Par Rémi Kohler
L’épidémiologiste et ingénieur du corps sanitaire américain, le Major George A. Soper (1870-1948) est connu pour avoir identifié la première porteuse saine de la fièvre typhoïde (Mary Mallon) ; mais c’est son article sur la grippe espagnole de 1918-1919 qui mérite aujourd’hui relecture (Fig. 1). Lisez-le et oubliez que celui-ci parut il y a 100 ans ! Il reste d’une actualité étonnante à l’heure de la pandémie Covid19 ….
Soper fut l’un des premiers à tirer les leçons du désastre sanitaire de la grippe espagnole. Dès 1919, face à l’incapacité de dégager un point de vue consensuel sur la nature de cette épidémie, il synthétise en quelques pages les connaissances et les débats de l’époque sur le sujet.; c’est un document prémonitoire sur la nature des maladies pandémiques dans un monde interconnecté ….

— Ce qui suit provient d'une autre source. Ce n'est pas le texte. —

#![forbid(unsafe_code)]

pub mod backend;
pub mod error;
pub mod http;
pub mod quiz_flow;
pub mod retry;
pub mod scripted;
pub mod wire;

pub use backend::QuizBackend;
pub use error::{BackendError, QuizFlowError};
pub use http::{HttpQuizClient, ServerConfig};
pub use quiz_flow::{AnswerOutcome, QuizFlowService, QuizTurn};
pub use retry::RetryPolicy;
pub use scripted::{ScriptedQuestion, ScriptedQuizServer};
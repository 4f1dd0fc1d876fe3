use std::sync::Arc;

use quiz_core::model::CategoryKey;
use services::wire::{AnswerPayload, QuestionPayload};
use services::{BackendError, QuizBackend, ScriptedQuestion, ScriptedQuizServer};
use tokio::sync::Semaphore;

use super::test_harness::{
    ViewKind, setup_view_harness, setup_view_harness_with_backend, setup_view_harness_with_server,
};
use crate::vm::QuizIntent;

fn five_questions() -> Vec<ScriptedQuestion> {
    (1..=5)
        .map(|n| ScriptedQuestion::new(format!("Q{n}?"), &["A", "B"], "B", format!("E{n}")))
        .collect()
}

#[tokio::test(flavor = "current_thread")]
async fn home_view_smoke_renders_intro_and_categories() {
    let mut harness = setup_view_harness(ViewKind::Home, Vec::new());
    harness.rebuild();
    let html = harness.render();

    assert!(
        html.contains("Welcome to the Programming Language Quiz!"),
        "missing intro in {html}"
    );
    assert!(html.contains("Python"), "missing category link in {html}");
    assert!(html.contains("Cpp"), "missing category link in {html}");
    assert!(
        html.contains("Read questions aloud"),
        "missing narration toggle in {html}"
    );
}

#[tokio::test(flavor = "current_thread")]
async fn quiz_view_smoke_renders_first_question() {
    let mut harness = setup_view_harness(
        ViewKind::Quiz("python".to_string()),
        five_questions(),
    );
    harness.rebuild();
    harness.drive_async().await;
    let html = harness.render();

    assert!(html.contains("Quiz: Python"), "missing title in {html}");
    assert!(html.contains("Q1?"), "missing question text in {html}");
    assert!(html.contains("Progress: 1 / 5"), "missing progress label in {html}");
    assert!(html.contains("width: 20%"), "missing bar width in {html}");
    let radios = html.matches("type=\"radio\"").count();
    assert_eq!(radios, 2, "expected 2 option radios in {html}");
    assert!(html.contains("required"), "options must be required in {html}");
    assert!(html.contains("Submit Answer"), "missing submit button in {html}");
}

#[tokio::test(flavor = "current_thread")]
async fn quiz_view_smoke_renders_finished_summary() {
    let server = ScriptedQuizServer::with_progress(five_questions(), 5, 4);
    let mut harness =
        setup_view_harness_with_server(ViewKind::Quiz("python".to_string()), server);
    harness.rebuild();
    harness.drive_async().await;
    let html = harness.render();

    assert!(html.contains("Quiz Finished!"), "missing finished banner in {html}");
    assert!(html.contains("Your score: 4 / 5"), "missing score line in {html}");
    assert!(html.contains("width: 100%"), "bar should be full in {html}");
    assert!(html.contains("Restart Quiz"), "missing restart button in {html}");
    assert!(html.contains("Back to Home"), "missing home link in {html}");
}

struct UnreachableBackend;

#[async_trait::async_trait]
impl QuizBackend for UnreachableBackend {
    async fn fetch_question(
        &self,
        _category: &CategoryKey,
    ) -> Result<QuestionPayload, BackendError> {
        Err(BackendError::Unreachable("connection refused".to_string()))
    }

    async fn submit_answer(
        &self,
        _category: &CategoryKey,
        _selected: &str,
    ) -> Result<AnswerPayload, BackendError> {
        Err(BackendError::Unreachable("connection refused".to_string()))
    }

    async fn reset(&self, _category: &CategoryKey) -> Result<(), BackendError> {
        Err(BackendError::Unreachable("connection refused".to_string()))
    }
}

#[tokio::test(flavor = "current_thread")]
async fn quiz_view_smoke_renders_error_with_retry() {
    let mut harness = setup_view_harness_with_backend(
        ViewKind::Quiz("python".to_string()),
        Arc::new(UnreachableBackend),
    );
    harness.rebuild();
    harness.drive_async().await;
    let html = harness.render();

    assert!(
        html.contains("Couldn&#39;t reach the quiz server")
            || html.contains("Couldn't reach the quiz server"),
        "missing network error in {html}"
    );
    assert!(html.contains("Retry"), "missing retry button in {html}");
}

/// Delegates to a scripted server, but holds each answer submission until
/// the test releases the gate.
struct GatedBackend {
    inner: ScriptedQuizServer,
    gate: Arc<Semaphore>,
}

#[async_trait::async_trait]
impl QuizBackend for GatedBackend {
    async fn fetch_question(
        &self,
        category: &CategoryKey,
    ) -> Result<QuestionPayload, BackendError> {
        self.inner.fetch_question(category).await
    }

    async fn submit_answer(
        &self,
        category: &CategoryKey,
        selected: &str,
    ) -> Result<AnswerPayload, BackendError> {
        let _permit = self
            .gate
            .acquire()
            .await
            .map_err(|_| BackendError::Unreachable("gate closed".to_string()))?;
        self.inner.submit_answer(category, selected).await
    }

    async fn reset(&self, category: &CategoryKey) -> Result<(), BackendError> {
        self.inner.reset(category).await
    }
}

#[tokio::test(flavor = "current_thread")]
async fn quiz_view_keeps_question_on_screen_while_submit_is_in_flight() {
    let gate = Arc::new(Semaphore::new(0));
    let backend = GatedBackend {
        inner: ScriptedQuizServer::new(five_questions()),
        gate: Arc::clone(&gate),
    };
    let mut harness = setup_view_harness_with_backend(
        ViewKind::Quiz("python".to_string()),
        Arc::new(backend),
    );
    harness.rebuild();
    harness.drive_async().await;
    assert!(harness.render().contains("Q1?"));

    let handles = harness.quiz_handles.clone().expect("quiz handles");
    harness.dom.in_runtime(|| {
        handles.dispatch().call(QuizIntent::Select(1));
        handles.dispatch().call(QuizIntent::Submit);
    });
    harness.drive_async().await;

    // The request is parked on the gate; the last render must stay up.
    let html = harness.render();
    assert!(html.contains("Q1?"), "question dropped mid-submit in {html}");
    assert!(
        html.contains("Progress: 1 / 5"),
        "progress reset mid-submit in {html}"
    );
    assert!(
        !html.contains("No question available."),
        "placeholder shown mid-submit in {html}"
    );

    gate.add_permits(1);
    harness.drive_async().await;
    let html = harness.render();
    assert!(
        html.contains("Correct!"),
        "feedback missing once the response lands in {html}"
    );
}

#[tokio::test(flavor = "current_thread")]
async fn quiz_view_smoke_rejects_invalid_category() {
    let mut harness = setup_view_harness(
        ViewKind::Quiz("  ".to_string()),
        five_questions(),
    );
    harness.rebuild();
    harness.drive_async().await;
    let html = harness.render();

    assert!(
        html.contains("category doesn&#39;t look right")
            || html.contains("category doesn't look right"),
        "missing category error in {html}"
    );
}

« Inondations, famines, tremblements de terre et éruptions volcaniques ont joué leur part en matière de destruction humaine, dont l’entendement peine à mesurer l’horreur, et pourtant, jamais auparavant ne s’était produite une catastrophe à la fois aussi soudaine, aussi dévastatrice et aussi universelle. Certaines ont été aussi étendues mais pas aussi mortelles, d’autres aussi mortelles mais plus circonscrites Le plus stupéfiant dans cette pandémie, c’est le mystère total qui l’entoure. Nul ne semble savoir ce qu’est la maladie, d’où elle vient, ni comment y mettre fin. Les esprits anxieux se préoccupent de la survenue d’une nouvelle vague.”
Il dénonce l’indifférence avec laquelle ces infections respiratoires sont habituellement regardées, cause de notre incapacité à nous en prémunir ; faisant presque figure de lanceur d’alerte, Soper insiste par ailleurs sur la grande insouciance de la population qui contribua à la propagation exponentielle du virus. Pour lui, les mesures d’autoprotection constituent le principal levier d’action pour empêcher la propagation des épidémies. Il s’attaque à l’analyse détaillée de l’ensemble des cofacteurs afin de mieux appréhender les causes de la maladie et l’éradiquer.
Déjà, il proposait le confinement :
« Le propre des maladies respiratoires est que beaucoup de porteurs sont eux-mêmes épargnés ou se jugent victimes d’un rhume. Dès lors, le confinement total, mesure drastique, tient à ce qu’il est impossible de connaître tous les porteurs du virus mais aussi de savoir qui est immunisé »
Et il édictait, en conclusion de son article, douze règles, diffusées par le service des armées, préfigurant nos « gestes barrières » pour permettre d’éviter la mise en suspens de toute vie sociale : pas de rassemblement inutile, respirer par le nez, se laver les mains… ; la douzième était la suivante : « Quand l’air est pur, respirez-le au maximum – et à pleins poumons ! »
Aujourd’hui encore, certaines des interrogations de Soper demeurent sans réponses précises, notamment en ce qui concerne l’impact des variations climatiques sur l’évolution des virus.